Role of modifiers in the structural interpretation of the glass transition behavior in MgO/BaO-Al2O3-P2O5 glasses

Abstract

Thermomechanical analysis, differential scanning calorimetry and Raman spectroscopy were used to study the role of the modifying oxides on the glass transition behavior of the MgO/BaO-Al2O3-P2O5 glasses. In case of the volumetric changes associated with the glass-liquid transformation, a complex description combining the effects of viscosity, thermal expansion and structural relaxation was successfully applied to the thermomechanical data based on non-linear optimization of the involved variables.

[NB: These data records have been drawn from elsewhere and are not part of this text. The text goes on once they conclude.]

use std::collections::{BTreeMap, BTreeSet};

use rayon::prelude::*;
use serde::{Deserialize, Serialize};
use tracing::info;

use crate::error::{Result, SimError};
use crate::metrics::std_dev;
use crate::scenario::ScenarioConfig;
use crate::simulation::{Simulation, SimulationConfig, SimulationResult};

/// Worst-case systemic risk above this is critical.
pub const CRITICAL_RISK: f64 = 0.7;
pub const WARNING_RISK: f64 = 0.5;
/// Liquidation count above this calls for more liquidator capacity.
pub const HIGH_LIQUIDATIONS: usize = 100;
/// Std-dev of per-scenario average PnL above this calls for hedging.
pub const PNL_DISPERSION: f64 = 10_000.0;

#[derive(Debug, Clone, PartialEq, Serialize, Deserialize)]
pub struct Comparison {
    /// Scenario names in run order
    pub scenarios: Vec<String>,
    pub risk_comparison: BTreeMap<String, f64>,
    pub liquidation_comparison: BTreeMap<String, usize>,
    /// Mean of the per-archetype mean PnL
    pub pnl_comparison: BTreeMap<String, f64>,
    pub worst_case: Option<String>,
}

impl Comparison {
    pub fn from_results(results: &[SimulationResult]) -> Self {
        let mut comparison = Comparison {
            scenarios: Vec::with_capacity(results.len()),
            risk_comparison: BTreeMap::new(),
            liquidation_comparison: BTreeMap::new(),
            pnl_comparison: BTreeMap::new(),
            worst_case: None,
        };

        let mut worst: Option<(&str, f64, usize)> = None;
        for r in results {
            let name = r.scenario_name.clone();
            let risk = r.risk_metrics.systemic_risk;
            let liquidations = r.risk_metrics.total_liquidations;
            let avg_pnl = if r.agent_pnl.is_empty() {
                0.0
            } else {
                r.agent_pnl.values().map(|s| s.mean).sum::<f64>() / r.agent_pnl.len() as f64
            };

            comparison.scenarios.push(name.clone());
            comparison.risk_comparison.insert(name.clone(), risk);
            comparison.liquidation_comparison.insert(name.clone(), liquidations);
            comparison.pnl_comparison.insert(name, avg_pnl);

            let worse = match worst {
                None => true,
                Some((_, w_risk, w_liq)) => risk > w_risk || (risk == w_risk && liquidations > w_liq),
            };
            if worse {
                worst = Some((r.scenario_name.as_str(), risk, liquidations));
            }
        }
        comparison.worst_case = worst.map(|(name, _, _)| name.to_string());
        comparison
    }

    pub fn worst_risk(&self) -> f64 {
        self.risk_comparison.values().cloned().fold(0.0_f64, f64::max)
    }

    pub fn max_liquidations(&self) -> usize {
        self.liquidation_comparison.values().cloned().max().unwrap_or(0)
    }

    pub fn pnl_dispersion(&self) -> f64 {
        let values: Vec<f64> = self.pnl_comparison.values().cloned().collect();
        std_dev(&values)
    }
}

/// Threshold-rule guidance for a comparison. The three general items are
/// always appended.
pub fn recommendations(comparison: &Comparison) -> Vec<String> {
    let mut recs = Vec::new();

    let worst_risk = comparison.worst_risk();
    if worst_risk > CRITICAL_RISK {
        recs.push(
            "CRITICAL: High systemic risk detected. \
             Immediately reduce leverage limits and increase collateral requirements."
                .to_string(),
        );
    } else if worst_risk > WARNING_RISK {
        recs.push(
            "WARNING: Moderate systemic risk. Consider tightening risk parameters gradually."
                .to_string(),
        );
    }

    if comparison.max_liquidations() > HIGH_LIQUIDATIONS {
        recs.push(
            "High liquidation activity expected. \
             Increase liquidation incentives and ensure sufficient liquidator capacity."
                .to_string(),
        );
    }

    if comparison.pnl_dispersion() > PNL_DISPERSION {
        recs.push(
            "High variance in outcomes across scenarios. Implement robust hedging strategies."
                .to_string(),
        );
    }

    if let Some(worst) = &comparison.worst_case {
        recs.push(format!(
            "Worst-case scenario: {}. Develop specific contingency plans for this scenario.",
            worst
        ));
    }

    recs.extend(
        [
            "Maintain real-time monitoring of all risk metrics",
            "Ensure adequate capital reserves for stress scenarios",
            "Regular parameter optimization based on market conditions",
        ]
        .iter()
        .map(|s| s.to_string()),
    );
    recs
}

#[derive(Debug, Clone, Serialize, Deserialize)]
pub struct OrchestratorReport {
    pub results: Vec<SimulationResult>,
    pub comparison: Comparison,
    pub recommendations: Vec<String>,
}

impl OrchestratorReport {
    fn from_results(results: Vec<SimulationResult>) -> Self {
        let comparison = Comparison::from_results(&results);
        let recommendations = recommendations(&comparison);
        OrchestratorReport {
            results,
            comparison,
            recommendations,
        }
    }
}

/// Runs a set of scenarios under one simulation config. Every scenario
/// gets the same seed, so differences come from the scenario alone.
#[derive(Debug, Clone)]
pub struct Orchestrator {
    pub config: SimulationConfig,
    pub scenarios: Vec<ScenarioConfig>,
}

impl Orchestrator {
    /// Validates everything up front; an unseeded config is pinned to one
    /// entropy-drawn seed shared by all scenarios.
    pub fn new(mut config: SimulationConfig, scenarios: Vec<ScenarioConfig>) -> Result<Self> {
        config.validate()?;
        if scenarios.is_empty() {
            return Err(SimError::InvalidConfig("no scenarios to run".into()));
        }
        let mut names = BTreeSet::new();
        for s in &scenarios {
            s.validate()?;
            if !names.insert(s.name.as_str()) {
                return Err(SimError::InvalidConfig(format!(
                    "duplicate scenario name '{}'",
                    s.name
                )));
            }
        }
        if config.seed.is_none() {
            config.seed = Some(rand::random());
        }
        Ok(Orchestrator { config, scenarios })
    }

    pub fn run(&self) -> Result<OrchestratorReport> {
        self.run_with_progress(|_| {})
    }

    /// Scenarios one after another, in the order given.
    pub fn run_with_progress<F: FnMut(&SimulationResult)>(&self, mut on_done: F) -> Result<OrchestratorReport> {
        let mut results = Vec::with_capacity(self.scenarios.len());
        for scenario in &self.scenarios {
            let result = Simulation::new(self.config.clone(), scenario.clone())?.run();
            on_done(&result);
            results.push(result);
        }
        Ok(self.finish(results))
    }

    pub fn run_parallel(&self) -> Result<OrchestratorReport> {
        self.run_parallel_with_progress(|_| {})
    }

    /// Independent scenarios on the rayon pool. Each owns its market,
    /// population and RNG, so results match [`Orchestrator::run`].
    pub fn run_parallel_with_progress<F>(&self, on_done: F) -> Result<OrchestratorReport>
    where
        F: Fn(&SimulationResult) + Sync,
    {
        let results = self
            .scenarios
            .par_iter()
            .map(|scenario| -> Result<SimulationResult> {
                let result = Simulation::new(self.config.clone(), scenario.clone())?.run();
                on_done(&result);
                Ok(result)
            })
            .collect::<Result<Vec<_>>>()?;
        Ok(self.finish(results))
    }

    fn finish(&self, results: Vec<SimulationResult>) -> OrchestratorReport {
        let report = OrchestratorReport::from_results(results);
        info!(
            scenarios = report.results.len(),
            worst_case = report.comparison.worst_case.as_deref().unwrap_or("-"),
            worst_risk = report.comparison.worst_risk(),
            "scenario comparison complete"
        );
        report
    }
}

For the enthalpy relaxation data, a novel simulation-comparative method was developed to accurately determine the kinetic parameters of the Tool-Narayanaswamy-Moynihan relaxation model, overcoming the difficulties associated with the commonly encountered instrumental distortions of the experimental data. In most cases, the modifying oxides had the dominant role, as compared to the primarily cross-linking effect of the Al2O3 oxide, in determination of the physico-chemical properties of the studied glasses. Differences between the magnesium and barium phosphates were consistent with the concept of larger size Ba2+ ions leading to the higher disorganization and diversification of the phosphate glass matrix. Compositional trends in the measured quantities were correlated with the representation of the particular structural units occurring in the MgO/BaO-Al2O3-P2O5 glasses.